• Exercise brief: Every record must be copied exactly, from first line to last.

════

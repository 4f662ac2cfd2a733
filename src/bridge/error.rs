use crate::types::note::{MAX_CHANNEL, MAX_NOTE, MIN_CHANNEL};

/// Why a control call was refused. Never crosses into the render context;
/// the public control methods log it and carry on.
#[derive(thiserror::Error, Debug, Clone, PartialEq)]
pub enum BridgeError {
    #[error("bridge used before prepare_to_play")]
    Uninitialised,
    #[error("MIDI channel {0} out of range 1-16")]
    InvalidChannel(u8),
    #[error("MIDI note {0} out of range 0-127")]
    InvalidNote(u8),
    #[error("invalid {name}: {value}")]
    InvalidParameter { name: &'static str, value: f32 },
}

pub fn check_channel(channel: u8) -> Result<(), BridgeError> {
    if (MIN_CHANNEL..=MAX_CHANNEL).contains(&channel) {
        Ok(())
    } else {
        Err(BridgeError::InvalidChannel(channel))
    }
}

pub fn check_note(note: u8) -> Result<(), BridgeError> {
    if note <= MAX_NOTE {
        Ok(())
    } else {
        Err(BridgeError::InvalidNote(note))
    }
}

/// Seconds for an envelope segment: finite and not negative
pub fn check_seconds(name: &'static str, value: f32) -> Result<(), BridgeError> {
    if value.is_finite() && value >= 0.0 {
        Ok(())
    } else {
        Err(BridgeError::InvalidParameter { name, value })
    }
}

pub fn check_unit(name: &'static str, value: f32) -> Result<(), BridgeError> {
    if (0.0..=1.0).contains(&value) {
        Ok(())
    } else {
        Err(BridgeError::InvalidParameter { name, value })
    }
}

#[cfg(test)]
mod tests {
    use super::*;

    #[test]
    fn test_channel_and_note_bounds() {
        assert!(check_channel(1).is_ok());
        assert!(check_channel(16).is_ok());
        assert_eq!(check_channel(0), Err(BridgeError::InvalidChannel(0)));
        assert_eq!(check_channel(17), Err(BridgeError::InvalidChannel(17)));

        assert!(check_note(127).is_ok());
        assert_eq!(check_note(128), Err(BridgeError::InvalidNote(128)));
    }

    #[test]
    fn test_parameter_checks() {
        assert!(check_seconds("attack", 0.0).is_ok());
        assert!(check_seconds("attack", -0.1).is_err());
        assert!(check_seconds("attack", f32::NAN).is_err());
        assert!(check_unit("sustain", 1.0).is_ok());
        assert!(check_unit("sustain", 1.5).is_err());
        assert!(check_unit("sustain", f32::NAN).is_err());
    }

    #[test]
    fn test_error_messages() {
        let err = BridgeError::InvalidParameter {
            name: "release",
            value: -1.0,
        };
        assert_eq!(err.to_string(), "invalid release: -1");
        assert_eq!(
            BridgeError::Uninitialised.to_string(),
            "bridge used before prepare_to_play"
        );
    }
}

════

• Response below:
repository 4f662ac2cfd2a733
filename src/bridge/error.rs
use crate::types::note::{MAX_CHANNEL, MAX_NOTE, MIN_CHANNEL};

/// Why a control call was refused. Never crosses into the render context;
/// the public control methods log it and carry on.
#[derive(thiserror::Error, Debug, Clone, PartialEq)]
pub enum BridgeError {
    #[error("bridge used before prepare_to_play")]
    Uninitialised,
    #[error("MIDI channel {0} out of range 1-16")]
    InvalidChannel(u8),
    #[error("MIDI note {0} out of range 0-127")]
    InvalidNote(u8),
    #[error("invalid {name}: {value}")]
    InvalidParameter { name: &'static str, value: f32 },
}

pub fn check_channel(channel: u8) -> Result<(), BridgeError> {
    if (MIN_CHANNEL..=MAX_CHANNEL).contains(&channel) {
        Ok(())
    } else {
        Err(BridgeError::InvalidChannel(channel))
    }
}

pub fn check_note(note: u8) -> Result<(), BridgeError> {
    if note <= MAX_NOTE {
        Ok(())
    } else {
        Err(BridgeError::InvalidNote(note))
    }
}

/// Seconds for an envelope segment: finite and not negative
pub fn check_seconds(name: &'static str, value: f32) -> Result<(), BridgeError> {
    if value.is_finite() && value >= 0.0 {
        Ok(())
    } else {
        Err(BridgeError::InvalidParameter { name, value })
    }
}

pub fn check_unit(name: &'static str, value: f32) -> Result<(), BridgeError> {
    if (0.0..=1.0).contains(&value) {
        Ok(())
    } else {
        Err(BridgeError::InvalidParameter { name, value })
    }
}

#[cfg(test)]
mod tests {
    use super::*;

    #[test]
    fn test_channel_and_note_bounds() {
        assert!(check_channel(1).is_ok());
        assert!(check_channel(16).is_ok());
        assert_eq!(check_channel(0), Err(BridgeError::InvalidChannel(0)));
        assert_eq!(check_channel(17), Err(BridgeError::InvalidChannel(17)));

        assert!(check_note(127).is_ok());
        assert_eq!(check_note(128), Err(BridgeError::InvalidNote(128)));
    }

    #[test]
    fn test_parameter_checks() {
        assert!(check_seconds("attack", 0.0).is_ok());
        assert!(check_seconds("attack", -0.1).is_err());
        assert!(check_seconds("attack", f32::NAN).is_err());
        assert!(check_unit("sustain", 1.0).is_ok());
        assert!(check_unit("sustain", 1.5).is_err());
        assert!(check_unit("sustain", f32::NAN).is_err());
    }

    #[test]
    fn test_error_messages() {
        let err = BridgeError::InvalidParameter {
            name: "release",
            value: -1.0,
        };
        assert_eq!(err.to_string(), "invalid release: -1");
        assert_eq!(
            BridgeError::Uninitialised.to_string(),
            "bridge used before prepare_to_play"
        );
    }
}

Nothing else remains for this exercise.